Es handelt sich bei dem Kläger aus vietnamesischer Sicht schließlich auch nicht
um eine besonders herausgehobene Persönlichkeit, deren Aktivitäten und
veröffentlichten politischen Äußerungen auch im Land selbst einen nennenswerten
Niederschlag finden könnten. Der Verein "Demokratische Erneuerung Vietnams
Frankfurt (Main)", dessen Vorsitzender der Kläger ist, ist eine letztlich
unbedeutende regionale Gruppierung. In der deutschen Sektion der
"Sozialdemokratischen Partei Vietnams" ist der Kläger lediglich Mitglied, ist in
dieser Partei also nicht durch besondere Tätigkeiten oder Funktionen
hervorgetreten.
III.
Schließlich ergeben sich aus dem vorliegenden Sachverhalt auch keine
Anhaltspunkte für die Gewährung von Abschiebungsschutz nach § 53 AuslG. Auch
der insoweit gestellte Hilfsantrag des Klägers muss folglich erfolglos bleiben.
IV.
Der Kläger hat die Kosten des Berufungsverfahrens zu tragen, weil er mit seinem
Rechtsmittel erfolglos bleibt (§ 154 Abs. 2 VwGO).

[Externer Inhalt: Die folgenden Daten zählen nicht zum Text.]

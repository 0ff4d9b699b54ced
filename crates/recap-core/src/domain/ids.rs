//! Domain identifiers.
//!
//! # ULID ベースの JobId
//! - **時刻でソート可能**: 生成順序でソートできる
//! - **分散生成可能**: 複数ノード・複数プロセスで調整なしに生成できる
//! - **文字列表現**: `job-<ULID>` の形で表示・パースできる

use std::fmt;
use std::str::FromStr;

use serde::{Deserialize, Serialize};
use ulid::Ulid;

const JOB_PREFIX: &str = "job-";

/// Identifier of a Job, assigned once at enqueue time.
#[repr(transparent)]
#[derive(Debug, Clone, Copy, PartialEq, Eq, Hash, PartialOrd, Ord, Serialize, Deserialize)]
#[serde(transparent)]
pub struct JobId(Ulid);

impl JobId {
    pub fn from_ulid(ulid: Ulid) -> Self {
        Self(ulid)
    }

    pub fn as_ulid(&self) -> Ulid {
        self.0
    }
}

impl From<Ulid> for JobId {
    fn from(ulid: Ulid) -> Self {
        Self::from_ulid(ulid)
    }
}

impl fmt::Display for JobId {
    fn fmt(&self, f: &mut fmt::Formatter<'_>) -> fmt::Result {
        write!(f, "{JOB_PREFIX}{}", self.0)
    }
}

/// Accepts both `job-<ULID>` and the bare ULID.
impl FromStr for JobId {
    type Err = ulid::DecodeError;

    fn from_str(s: &str) -> Result<Self, Self::Err> {
        let raw = s.strip_prefix(JOB_PREFIX).unwrap_or(s);
        Ulid::from_string(raw).map(Self)
    }
}

/// Identity of one worker loop; used as the lease owner / fencing token.
#[derive(Debug, Clone, PartialEq, Eq, Hash, Serialize, Deserialize)]
#[serde(transparent)]
pub struct WorkerId(String);

impl WorkerId {
    pub fn new(value: impl Into<String>) -> Self {
        Self(value.into())
    }

    /// `<pool>-<index>`
    pub fn for_pool(pool_name: &str, index: usize) -> Self {
        Self(format!("{pool_name}-{index}"))
    }

    pub fn as_str(&self) -> &str {
        &self.0
    }
}

impl fmt::Display for WorkerId {
    fn fmt(&self, f: &mut fmt::Formatter<'_>) -> fmt::Result {
        f.write_str(&self.0)
    }
}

Die Entscheidung über die vorläufige Vollstreckbarkeit wegen der Kosten folgt aus
§§ 167 VwGO,708 Nr. 11, 711 Satz 1 ZPO. Gerichtskosten werden nicht erhoben (§
83b Abs. 1 AsylVfG).
Gründe für die Zulassung der Revision (§ 132 Abs. 2 VwGO) liegen nicht vor.
Hinweis: Die Entscheidung wurde von den Dokumentationsstellen der hessischen Gerichte
ausgewählt und dokumentiert. Darüber hinaus ist eine ergänzende Dokumentation durch
die obersten Bundesgerichte erfolgt.